Updated: Aug 22, 2021

Elizabeth A. (Dickey) Talbot (1830-1907)

George B. Talbot (1820-1898)


Elizabeth A. Dickey was the second wife of George Butler Talbot. They married on February 1, 1866, a few years after George’s first wife, Caroline (Robertson) Talbot had died in 1864. George and Elizabeth had one child, Arthur W. Talbot, born in 1868.


In 1863, George B. Talbot, along with Joseph Day and Lyman Smith, formed a committee to sell the original Universalist Society building and erect a new meeting house at the corner of Washington and Nahatan Streets. In 1871, Talbot was among the first to sign a petition to form a new town and deliver it to the Legislative Committee on Towns at the State House in Boston. A respected citizen of the new town of Norwood, Talbot died on January 26, 1898.


When Elizabeth Talbot died on May 16, 1907 of old age with a contributing cause of chronic bronchitis, a lengthy obituary appeared in the Norwood Messenger. Elizabeth Dickey had been a native of Francestown, N.H. and came to South Dedham shortly after

Site of Talbot's Guild St. home as it appears in 2020.
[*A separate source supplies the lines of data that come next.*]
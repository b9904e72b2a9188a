use crate::utils::error::{AppError, Result};
use url::Url;

/// Twitter 對單一 track 片語的長度上限
pub const MAX_TRACK_BYTES: usize = 60;

pub trait Validate {
    fn validate(&self) -> Result<()>;
}

pub fn validate_url(field_name: &str, url_str: &str) -> Result<()> {
    validate_scheme(field_name, url_str, &["http", "https"])
}

pub fn validate_redis_url(field_name: &str, url_str: &str) -> Result<()> {
    validate_scheme(field_name, url_str, &["redis", "rediss", "unix", "redis+unix"])
}

fn validate_scheme(field_name: &str, url_str: &str, allowed: &[&str]) -> Result<()> {
    if url_str.is_empty() {
        return Err(AppError::InvalidConfigValueError {
            field: field_name.to_string(),
            value: url_str.to_string(),
            reason: "URL cannot be empty".to_string(),
        });
    }

    match Url::parse(url_str) {
        Ok(url) if allowed.contains(&url.scheme()) => Ok(()),
        Ok(url) => Err(AppError::InvalidConfigValueError {
            field: field_name.to_string(),
            value: url_str.to_string(),
            reason: format!(
                "Unsupported URL scheme: {}. Allowed schemes: {}",
                url.scheme(),
                allowed.join(", ")
            ),
        }),
        Err(e) => Err(AppError::InvalidConfigValueError {
            field: field_name.to_string(),
            value: url_str.to_string(),
            reason: format!("Invalid URL format: {}", e),
        }),
    }
}

pub fn validate_required_field<'a, T>(field_name: &str, value: &'a Option<T>) -> Result<&'a T> {
    value.as_ref().ok_or_else(|| AppError::MissingConfigError {
        field: field_name.to_string(),
    })
}

pub fn validate_non_empty_string(field_name: &str, value: &str) -> Result<()> {
    if value.trim().is_empty() {
        return Err(AppError::InvalidConfigValueError {
            field: field_name.to_string(),
            value: value.to_string(),
            reason: "Value cannot be empty or whitespace-only".to_string(),
        });
    }
    Ok(())
}

pub fn validate_max_len(field_name: &str, value: &str, max_bytes: usize) -> Result<()> {
    if value.len() > max_bytes {
        return Err(AppError::InvalidConfigValueError {
            field: field_name.to_string(),
            value: value.to_string(),
            reason: format!("Value must be at most {} bytes", max_bytes),
        });
    }
    Ok(())
}

/// 設定檔中未被替換的 `${VAR}` 會原樣留下，不可當成真正的值
pub fn validate_no_env_placeholder(field_name: &str, value: &str) -> Result<()> {
    let unresolved = value
        .find("${")
        .is_some_and(|start| value[start + 2..].contains('}'));
    if unresolved {
        return Err(AppError::InvalidConfigValueError {
            field: field_name.to_string(),
            value: value.to_string(),
            reason: "Unresolved environment variable placeholder; export the variable or set the value directly".to_string(),
        });
    }
    Ok(())
}

#[cfg(test)]
mod tests {
    use super::*;

    #[test]
    fn test_validate_url() {
        assert!(validate_url("stream.endpoint", "https://stream.twitter.com").is_ok());
        assert!(validate_url("stream.endpoint", "http://127.0.0.1:8080/filter").is_ok());
        assert!(validate_url("stream.endpoint", "").is_err());
        assert!(validate_url("stream.endpoint", "invalid-url").is_err());
        assert!(validate_url("stream.endpoint", "ftp://example.com").is_err());
    }

    #[test]
    fn test_validate_redis_url() {
        assert!(validate_redis_url("store.redis_url", "redis://127.0.0.1:6379/").is_ok());
        assert!(validate_redis_url("store.redis_url", "rediss://cache.example.com").is_ok());
        assert!(validate_redis_url("store.redis_url", "https://cache.example.com").is_err());
    }

    #[test]
    fn test_validate_track() {
        assert!(validate_non_empty_string("stream.track", "Thanks Obama").is_ok());
        assert!(validate_non_empty_string("stream.track", "   ").is_err());
        assert!(validate_max_len("stream.track", &"x".repeat(61), MAX_TRACK_BYTES).is_err());
        assert!(validate_max_len("stream.track", &"x".repeat(60), MAX_TRACK_BYTES).is_ok());
    }

    #[test]
    fn test_validate_required_field() {
        let present = Some("key".to_string());
        let missing: Option<String> = None;
        assert_eq!(validate_required_field("consumer_key", &present).unwrap(), "key");
        assert!(matches!(
            validate_required_field("consumer_key", &missing),
            Err(AppError::MissingConfigError { .. })
        ));
    }

    #[test]
    fn test_validate_no_env_placeholder() {
        assert!(validate_no_env_placeholder("access_token", "abc-123").is_ok());
        assert!(validate_no_env_placeholder("access_token", "pa$$word{").is_ok());
        assert!(validate_no_env_placeholder("access_token", "${TWITTER_ACCESS_TOKEN}").is_err());
        assert!(validate_no_env_placeholder("access_token", "prefix-${X}").is_err());
    }
}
the Civil War when she married George Talbot. Their first home was on Guild Street but the family later moved to the Talbot farm on Neponset Street. After her husband, George, died, Elizabeth and their son, Arthur, moved back to the house on Guild.
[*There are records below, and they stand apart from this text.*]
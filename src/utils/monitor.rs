#[cfg(feature = "monitor")]
use std::sync::{Arc, Mutex};
#[cfg(feature = "monitor")]
use std::time::{Duration, Instant};
#[cfg(feature = "monitor")]
use sysinfo::{Pid, ProcessesToUpdate, System};

#[cfg(feature = "monitor")]
#[derive(Debug, Clone)]
pub struct SystemStats {
    pub cpu_usage: f32,
    pub memory_usage_mb: u64,
    pub peak_memory_mb: u64,
    pub uptime: Duration,
}

/// Process CPU / memory sampling for a long-running listener.
#[cfg(feature = "monitor")]
pub struct SystemMonitor {
    system: Arc<Mutex<System>>,
    pid: Option<Pid>,
    start_time: Instant,
    peak_memory: Arc<Mutex<u64>>,
    enabled: bool,
}

#[cfg(feature = "monitor")]
impl SystemMonitor {
    pub fn new(enabled: bool) -> Self {
        let pid = if enabled {
            match sysinfo::get_current_pid() {
                Ok(pid) => Some(pid),
                Err(e) => {
                    tracing::warn!("Process monitoring disabled: {}", e);
                    None
                }
            }
        } else {
            None
        };

        Self {
            system: Arc::new(Mutex::new(System::new())),
            pid,
            start_time: Instant::now(),
            peak_memory: Arc::new(Mutex::new(0)),
            enabled: enabled && pid.is_some(),
        }
    }

    pub fn get_stats(&self) -> Option<SystemStats> {
        if !self.enabled {
            return None;
        }
        let pid = self.pid?;

        let mut system = self.system.lock().ok()?;
        system.refresh_processes(ProcessesToUpdate::Some(&[pid]), true);

        let process = system.process(pid)?;
        let memory_mb = process.memory() / 1024 / 1024;

        // 更新峰值記憶體
        let mut peak = self.peak_memory.lock().ok()?;
        if memory_mb > *peak {
            *peak = memory_mb;
        }

        Some(SystemStats {
            cpu_usage: process.cpu_usage(),
            memory_usage_mb: memory_mb,
            peak_memory_mb: *peak,
            uptime: self.start_time.elapsed(),
        })
    }

    pub fn log_stats(&self, phase: &str) {
        if let Some(stats) = self.get_stats() {
            tracing::info!(
                "📊 {} - CPU: {:.1}%, Memory: {}MB, Peak: {}MB, Uptime: {:?}",
                phase,
                stats.cpu_usage,
                stats.memory_usage_mb,
                stats.peak_memory_mb,
                stats.uptime
            );
        }
    }

    pub fn log_final_stats(&self) {
        if let Some(stats) = self.get_stats() {
            tracing::info!(
                "📊 Final Stats - Uptime: {:?}, Peak Memory: {}MB",
                stats.uptime,
                stats.peak_memory_mb
            );
        }
    }

    pub fn is_enabled(&self) -> bool {
        self.enabled
    }
}

#[cfg(feature = "monitor")]
impl Default for SystemMonitor {
    fn default() -> Self {
        Self::new(false)
    }
}

// 未啟用 monitor feature 時的空實現
#[cfg(not(feature = "monitor"))]
#[derive(Default)]
pub struct SystemMonitor;

#[cfg(not(feature = "monitor"))]
impl SystemMonitor {
    pub fn new(_enabled: bool) -> Self {
        Self
    }

    pub fn log_stats(&self, _phase: &str) {}

    pub fn log_final_stats(&self) {}

    pub fn is_enabled(&self) -> bool {
        false
    }
}

#[cfg(all(test, feature = "monitor"))]
mod tests {
    use super::*;

    #[test]
    fn test_disabled_monitor_reports_nothing() {
        let monitor = SystemMonitor::new(false);
        assert!(!monitor.is_enabled());
        assert!(monitor.get_stats().is_none());
    }
}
Approximate site of Talbot farm on Neponset St. 2021




Mrs. Talbot was popular with her neighbors and especially with the children attending the nearby Guild School. According to the Messenger, “she gained the respect and good will of the children and kept it. She was of an amiable, kindly disposition and was a good woman in every way.”




About eighteen months before her death, Talbot was afflicted with bronchitis following pneumonia and remained confined to her house for the remainder of her life. She was, again according to the newspaper, “a patient and cheerful sufferer during her long illness, and was cheered by the visits of friends and the faithful devotion of her son.”
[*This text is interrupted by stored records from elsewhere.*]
//! Long-lived HTTP connection to the filtered post stream.
//!
//! The connection is re-established forever. Every reconnect is announced with
//! a `StreamMessage::Reconnect` *before* the delay is slept, and failures are
//! surfaced as `StreamMessage::Error`; nothing here decides to give up.

use super::oauth::{self, OAuthNonce};
use super::parser::{parse_line, LineBuffer, MAX_LINE_BYTES};
use crate::domain::model::{Credentials, ReconnectCause, StreamMessage};
use crate::domain::ports::PostStream;
use crate::utils::error::{AppError, Result};
use async_trait::async_trait;
use bytes::Bytes;
use futures::stream::{BoxStream, StreamExt};
use reqwest::header::{AUTHORIZATION, CONTENT_TYPE};
use reqwest::Client;
use std::collections::VecDeque;
use std::time::Duration;

pub const DEFAULT_STREAM_ENDPOINT: &str = "https://stream.twitter.com/1.1/statuses/filter.json";
pub const DEFAULT_TRACK: &str = "Thanks Obama";

/// Twitter 每 30 秒送一次 keep-alive，90 秒沒資料視為斷線
pub const DEFAULT_STALL_TIMEOUT: Duration = Duration::from_secs(90);

/// Reconnect delays, per failure kind.
#[derive(Debug, Clone)]
pub struct BackoffPolicy {
    /// Linear step for transport errors, closed bodies and stalls.
    pub network_step: Duration,
    pub network_max: Duration,
    /// Exponential (doubling) for non-2xx responses.
    pub http_start: Duration,
    pub http_max: Duration,
    /// Exponential (doubling) for 420 / 429.
    pub rate_limit_start: Duration,
    pub rate_limit_max: Duration,
}

impl Default for BackoffPolicy {
    fn default() -> Self {
        Self {
            network_step: Duration::from_millis(250),
            network_max: Duration::from_secs(16),
            http_start: Duration::from_secs(5),
            http_max: Duration::from_secs(320),
            rate_limit_start: Duration::from_secs(60),
            rate_limit_max: Duration::from_secs(960),
        }
    }
}

#[derive(Debug, Clone)]
struct Backoff {
    policy: BackoffPolicy,
    network: Duration,
    http: Duration,
    rate_limited: Duration,
}

impl Backoff {
    fn new(policy: BackoffPolicy) -> Self {
        Self {
            policy,
            network: Duration::ZERO,
            http: Duration::ZERO,
            rate_limited: Duration::ZERO,
        }
    }

    fn next(&mut self, cause: ReconnectCause) -> Duration {
        let p = &self.policy;
        match cause {
            ReconnectCause::Network => {
                self.network = (self.network + p.network_step).min(p.network_max);
                self.network
            }
            ReconnectCause::Http => {
                self.http = double_or_start(self.http, p.http_start, p.http_max);
                self.http
            }
            ReconnectCause::RateLimited => {
                self.rate_limited =
                    double_or_start(self.rate_limited, p.rate_limit_start, p.rate_limit_max);
                self.rate_limited
            }
        }
    }

    fn reset(&mut self) {
        self.network = Duration::ZERO;
        self.http = Duration::ZERO;
        self.rate_limited = Duration::ZERO;
    }
}

fn double_or_start(current: Duration, start: Duration, max: Duration) -> Duration {
    if current.is_zero() {
        start.min(max)
    } else {
        (current * 2).min(max)
    }
}

#[derive(Debug, Clone)]
pub struct StreamConfig {
    pub endpoint: String,
    pub track: String,
    pub stall_timeout: Duration,
    /// A partial line longer than this is dropped with an `Error` notice.
    pub max_line_bytes: usize,
    pub backoff: BackoffPolicy,
}

impl StreamConfig {
    pub fn new(endpoint: impl Into<String>, track: impl Into<String>) -> Self {
        Self {
            endpoint: endpoint.into(),
            track: track.into(),
            stall_timeout: DEFAULT_STALL_TIMEOUT,
            max_line_bytes: MAX_LINE_BYTES,
            backoff: BackoffPolicy::default(),
        }
    }
}

pub struct TwitterStream {
    client: Client,
    credentials: Credentials,
    config: StreamConfig,
    body: Option<BoxStream<'static, reqwest::Result<Bytes>>>,
    lines: LineBuffer,
    pending: VecDeque<StreamMessage>,
    backoff: Backoff,
    scheduled: Option<Duration>,
}

impl TwitterStream {
    pub fn new(credentials: Credentials, config: StreamConfig) -> Result<Self> {
        let client = Client::builder()
            .user_agent(concat!("thanks-listener/", env!("CARGO_PKG_VERSION")))
            .connect_timeout(Duration::from_secs(30))
            .build()?;

        let backoff = Backoff::new(config.backoff.clone());
        let lines = LineBuffer::with_max_line_bytes(config.max_line_bytes);
        Ok(Self {
            client,
            credentials,
            config,
            body: None,
            lines,
            pending: VecDeque::new(),
            backoff,
            scheduled: None,
        })
    }

    pub fn config(&self) -> &StreamConfig {
        &self.config
    }

    pub fn is_connected(&self) -> bool {
        self.body.is_some()
    }

    fn schedule_reconnect(&mut self, cause: ReconnectCause) {
        self.body = None;
        self.lines.clear();
        let delay = self.backoff.next(cause);
        self.scheduled = Some(delay);
        self.pending.push_back(StreamMessage::Reconnect { delay, cause });
    }

    async fn connect(&mut self) {
        if let Some(delay) = self.scheduled.take() {
            tokio::time::sleep(delay).await;
        }

        let track = self.config.track.as_str();
        let nonce = OAuthNonce::generate();
        let auth = match oauth::authorization_header(
            &self.credentials,
            "POST",
            &self.config.endpoint,
            &[("track", track)],
            &nonce,
        ) {
            Ok(header) => header,
            Err(e) => {
                self.pending.push_back(StreamMessage::Error(e.to_string()));
                self.schedule_reconnect(ReconnectCause::Http);
                return;
            }
        };
        let form = format!("track={}", oauth::percent_encode(track));

        tracing::debug!("Connecting to {} (track: {})", self.config.endpoint, track);
        let stall_timeout = self.config.stall_timeout;
        let request = self
            .client
            .post(&self.config.endpoint)
            .header(AUTHORIZATION, auth)
            .header(CONTENT_TYPE, "application/x-www-form-urlencoded")
            .body(form)
            .send();

        // 連線後遲遲不回 header 也算 stall
        let response = match tokio::time::timeout(stall_timeout, request).await {
            Ok(response) => response,
            Err(_) => {
                self.report_stall("no response headers", stall_timeout);
                return;
            }
        };

        match response {
            Ok(resp) if resp.status().is_success() => {
                self.backoff.reset();
                self.lines.clear();
                self.body = Some(resp.bytes_stream().boxed());
                self.pending.push_back(StreamMessage::Connected);
            }
            Ok(resp) => {
                let status = resp.status().as_u16();
                let body = match tokio::time::timeout(stall_timeout, resp.text()).await {
                    Ok(text) => text.unwrap_or_default(),
                    Err(_) => {
                        let what = format!("HTTP {} body incomplete", status);
                        self.report_stall(&what, stall_timeout);
                        return;
                    }
                };
                let error = AppError::HttpStatusError {
                    status,
                    body: body.trim().to_string(),
                };
                self.pending.push_back(StreamMessage::Error(error.to_string()));

                let cause = match status {
                    420 | 429 => ReconnectCause::RateLimited,
                    _ => ReconnectCause::Http,
                };
                self.schedule_reconnect(cause);
            }
            Err(e) => {
                self.pending
                    .push_back(StreamMessage::Error(AppError::from(e).to_string()));
                self.schedule_reconnect(ReconnectCause::Network);
            }
        }
    }

    fn report_stall(&mut self, what: &str, waited: Duration) {
        let error = AppError::StreamError {
            message: format!("{}: no data received for {:?}", what, waited),
        };
        self.pending.push_back(StreamMessage::Error(error.to_string()));
        self.schedule_reconnect(ReconnectCause::Network);
    }

    async fn read_chunk(&mut self) {
        let stall_timeout = self.config.stall_timeout;
        let Some(body) = self.body.as_mut() else {
            return;
        };

        let next = tokio::time::timeout(stall_timeout, body.next()).await;
        match next {
            Ok(Some(Ok(chunk))) => {
                for line in self.lines.push(&chunk) {
                    if let Some(message) = parse_line(&line) {
                        self.pending.push_back(message);
                    }
                }
                if let Some(buffered) = self.lines.take_overflow() {
                    let error = AppError::StreamError {
                        message: format!(
                            "line exceeded {} bytes ({} buffered), discarded",
                            self.lines.max_line_bytes(),
                            buffered
                        ),
                    };
                    self.pending.push_back(StreamMessage::Error(error.to_string()));
                }
            }
            Ok(Some(Err(e))) => {
                self.pending
                    .push_back(StreamMessage::Error(AppError::from(e).to_string()));
                self.schedule_reconnect(ReconnectCause::Network);
            }
            Ok(None) => {
                tracing::debug!("Stream body closed by server");
                self.schedule_reconnect(ReconnectCause::Network);
            }
            Err(_) => self.report_stall("stream body", stall_timeout),
        }
    }
}

#[async_trait]
impl PostStream for TwitterStream {
    async fn next_message(&mut self) -> Option<StreamMessage> {
        loop {
            if let Some(message) = self.pending.pop_front() {
                return Some(message);
            }

            if self.body.is_some() {
                self.read_chunk().await;
            } else {
                self.connect().await;
            }
        }
    }
}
Elizabeth Dickey Talbot was the last of her family of eight siblings and was survived only by her son, Arthur W. Talbot, “a well-known and much respected Norwood resident.”


She was interred in the Talbot plot at Old Parish Cemetery along with her husband, his first wife, Caroline, and their daughter, Ella Talbot Ferrin. Only two years prior to her own death, Elizabeth Talbot had held the funeral of her stepdaughter, Ella, at her home on Guild Street.